Para alguien que viene de filmar los últimos tres lustros en Hollywood, con presupuestos de los más altos del mundo (Harry Potter y el prisionero de Azkabán, Niños del hombre, Gravedad) el regreso al cine mexicano no implica necesariamente ajustarse a esa escala local. La de Cuarón sigue siendo la escala de Hollywood, con todo lo que el dinero puede comprar, empezando por una maniática reconstrucción de época que se permite recrear escenas urbanas con una multitud de extras, decorados y transportes de todo tipo. Y si su ambición es casi wellesiana, en el uso de los travellings y los planos–secuencia, su memoria es felliniana, en tanto Roma es su Amarcord: un pasado idealizado por el paso del tiempo y en el que todo parece más grande, más dramático y más fantástico de lo que quizás fue.

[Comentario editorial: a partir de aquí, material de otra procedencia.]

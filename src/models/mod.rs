//! Core data models for catalog records and search requests.

mod book;
mod search;

pub use book::{Book, BookBuilder, ResultPage, ARCHIVE_SITE, OPENLIBRARY_SITE};
pub use search::{
    normalize_text, FilterSet, ParamsUpdate, RequestParams, SearchClauses, SortMode,
    DEFAULT_PAGE_SIZE,
};
//! Configuration file support for book-finder.
//!
//! This module provides TOML configuration file parsing. Every section and
//! key is optional; missing values fall back to the public Open Library
//! services.
//!
//! # Configuration File Format
//!
//! ```toml
//! [search]
//! endpoint = "https://openlibrary.org/search.json"
//! page_size = 24
//! debounce_ms = 300
//! max_result_index = 1000
//!
//! [covers]
//! base_url = "https://covers.openlibrary.org"
//! placeholder = "assets/cover-placeholder.svg"
//! size = "M"
//!
//! [links]
//! site_base = "https://openlibrary.org"
//! archive_base = "https://archive.org"
//!
//! [http]
//! timeout_secs = 30
//! user_agent = "book-finder/0.1"
//!
//! [logging]
//! level = "warn"
//! format = "json"
//! ```

use serde::{Deserialize, Serialize};
use std::path::Path;

use super::SearchConfig;
use crate::models::{ARCHIVE_SITE, DEFAULT_PAGE_SIZE, OPENLIBRARY_SITE};
use crate::utils::{CoverSize, DEFAULT_COVERS_BASE, DEFAULT_PLACEHOLDER, DEFAULT_SEARCH_ENDPOINT};

/// Configuration file structure
#[derive(Debug, Default, Clone, Serialize, Deserialize)]
pub struct ConfigFile {
    /// Search section
    #[serde(default)]
    pub search: SearchSection,

    /// Covers section
    #[serde(default)]
    pub covers: CoversConfig,

    /// Outbound links section
    #[serde(default)]
    pub links: LinksConfig,

    /// HTTP section
    #[serde(default)]
    pub http: HttpConfig,

    /// Logging section
    #[serde(default)]
    pub logging: LoggingConfig,
}

/// Search endpoint configuration
#[derive(Debug, Clone, Serialize, Deserialize)]
pub struct SearchSection {
    #[serde(default = "default_endpoint")]
    pub endpoint: String,

    #[serde(default = "default_page_size")]
    pub page_size: u32,

    #[serde(default = "default_debounce_ms")]
    pub debounce_ms: u64,

    #[serde(default = "default_max_result_index")]
    pub max_result_index: u64,
}

impl Default for SearchSection {
    fn default() -> Self {
        Self {
            endpoint: default_endpoint(),
            page_size: default_page_size(),
            debounce_ms: default_debounce_ms(),
            max_result_index: default_max_result_index(),
        }
    }
}

fn default_endpoint() -> String {
    DEFAULT_SEARCH_ENDPOINT.to_string()
}

fn default_page_size() -> u32 {
    DEFAULT_PAGE_SIZE
}

fn default_debounce_ms() -> u64 {
    300
}

fn default_max_result_index() -> u64 {
    1000
}

/// Cover image configuration
#[derive(Debug, Clone, Serialize, Deserialize)]
pub struct CoversConfig {
    #[serde(default = "default_covers_base")]
    pub base_url: String,

    #[serde(default = "default_placeholder")]
    pub placeholder: String,

    #[serde(default)]
    pub size: CoverSize,
}

impl Default for CoversConfig {
    fn default() -> Self {
        Self {
            base_url: default_covers_base(),
            placeholder: default_placeholder(),
            size: CoverSize::default(),
        }
    }
}

fn default_covers_base() -> String {
    DEFAULT_COVERS_BASE.to_string()
}

fn default_placeholder() -> String {
    DEFAULT_PLACEHOLDER.to_string()
}

/// Outbound link configuration
#[derive(Debug, Clone, Serialize, Deserialize)]
pub struct LinksConfig {
    #[serde(default = "default_site_base")]
    pub site_base: String,

    #[serde(default = "default_archive_base")]
    pub archive_base: String,
}

impl Default for LinksConfig {
    fn default() -> Self {
        Self {
            site_base: default_site_base(),
            archive_base: default_archive_base(),
        }
    }
}

fn default_site_base() -> String {
    OPENLIBRARY_SITE.to_string()
}

fn default_archive_base() -> String {
    ARCHIVE_SITE.to_string()
}

/// HTTP configuration
#[derive(Debug, Clone, Serialize, Deserialize)]
pub struct HttpConfig {
    #[serde(default = "default_timeout_secs")]
    pub timeout_secs: u64,

    #[serde(default, skip_serializing_if = "Option::is_none")]
    pub user_agent: Option<String>,
}

impl Default for HttpConfig {
    fn default() -> Self {
        Self {
            timeout_secs: default_timeout_secs(),
            user_agent: None,
        }
    }
}

fn default_timeout_secs() -> u64 {
    30
}

/// Logging configuration
#[derive(Debug, Clone, Serialize, Deserialize)]
pub struct LoggingConfig {
    #[serde(default = "default_log_level")]
    pub level: String,

    /// `"json"` for structured output, anything else for human-readable
    #[serde(default, skip_serializing_if = "Option::is_none")]
    pub format: Option<String>,
}

impl Default for LoggingConfig {
    fn default() -> Self {
        Self {
            level: default_log_level(),
            format: None,
        }
    }
}

fn default_log_level() -> String {
    "warn".to_string()
}

impl LoggingConfig {
    /// Whether structured JSON log output was requested
    pub fn is_json(&self) -> bool {
        self.format
            .as_deref()
            .is_some_and(|f| f.eq_ignore_ascii_case("json"))
    }
}

impl ConfigFile {
    /// Load configuration from a TOML file
    pub fn load(path: &Path) -> Result<Self, ConfigFileError> {
        let content =
            std::fs::read_to_string(path).map_err(|e| ConfigFileError::Io(e.to_string()))?;

        toml::from_str(&content).map_err(|e| ConfigFileError::Parse(e.to_string()))
    }

    /// Save configuration to a TOML file
    pub fn save(&self, path: &Path) -> Result<(), ConfigFileError> {
        let content =
            toml::to_string_pretty(self).map_err(|e| ConfigFileError::Serialize(e.to_string()))?;

        if let Some(parent) = path.parent().filter(|p| !p.as_os_str().is_empty()) {
            std::fs::create_dir_all(parent).map_err(|e| ConfigFileError::Io(e.to_string()))?;
        }

        std::fs::write(path, content).map_err(|e| ConfigFileError::Io(e.to_string()))
    }
}

impl From<ConfigFile> for SearchConfig {
    fn from(file: ConfigFile) -> Self {
        Self {
            endpoint: file.search.endpoint,
            page_size: file.search.page_size,
            debounce_ms: file.search.debounce_ms,
            max_result_index: file.search.max_result_index,
            covers_base: file.covers.base_url,
            placeholder: file.covers.placeholder,
            cover_size: file.covers.size,
            site_base: file.links.site_base,
            archive_base: file.links.archive_base,
            timeout_secs: file.http.timeout_secs,
            user_agent: file.http.user_agent,
        }
    }
}

impl From<&SearchConfig> for ConfigFile {
    fn from(config: &SearchConfig) -> Self {
        Self {
            search: SearchSection {
                endpoint: config.endpoint.clone(),
                page_size: config.page_size,
                debounce_ms: config.debounce_ms,
                max_result_index: config.max_result_index,
            },
            covers: CoversConfig {
                base_url: config.covers_base.clone(),
                placeholder: config.placeholder.clone(),
                size: config.cover_size,
            },
            links: LinksConfig {
                site_base: config.site_base.clone(),
                archive_base: config.archive_base.clone(),
            },
            http: HttpConfig {
                timeout_secs: config.timeout_secs,
                user_agent: config.user_agent.clone(),
            },
            logging: LoggingConfig::default(),
        }
    }
}

/// Configuration file errors
#[derive(Debug, thiserror::Error)]
pub enum ConfigFileError {
    #[error("IO error: {0}")]
    Io(String),

    #[error("Parse error: {0}")]
    Parse(String),

    #[error("Serialize error: {0}")]
    Serialize(String),
}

Ese afán de absoluto se percibe en el modus operandi con que Cuarón va construyendo la estructura del film. Por un lado, pasa de las escenas domésticas, casi naturalistas, en muchas ocasiones teñidas por un humor nostálgico, a los grandes momentos de bravura, de un dramatismo exacerbado. En su 135 minutos hay por lo menos cuatro de esos momentos que en cualquier otra película apenas si serían el único clímax: la visita de Cleo al hospital en medio de un terremoto; la frustrada compra de una cuna en el mismo momento en el que el ejército mexicano (auxiliado por fuerzas paramilitares) reprime una manifestación estudiantil; la terrible instancia del parto, quizás el momento más reprochable de Roma; y un épico salvataje ante un mar embravecido en la playa de Veracruz.
Que cada una de estas escenas –y muchas otras, como esa en la que Cleo va a un paupérrimo suburbio a buscar a su novio y ese cielo proletario se ve surcado de pronto por un funambulesco hombre bala– tenga dentro del mismo plano varios movimientos internos de distinta naturaleza e intensidad habla de la voluntad demiúrgica de Cuarón, un cineasta que no se conforma con reflejar el mundo sino que quiere forjarlo él mismo en todos sus detalles. La ambición de sus compatriotas y colegas generacionales Alejandro González Iñárritu y Guillermo Del Toro quizás sea similar, pero de los tres se diría que el único auténtico cineasta es Cuarón, en tanto es capaz de trabajar con las herramientas estéticas legadas por los grandes maestros e intentar con ellas elaborar su propia poética, aplicada aquí a reconstruir la patria perdida de su infancia.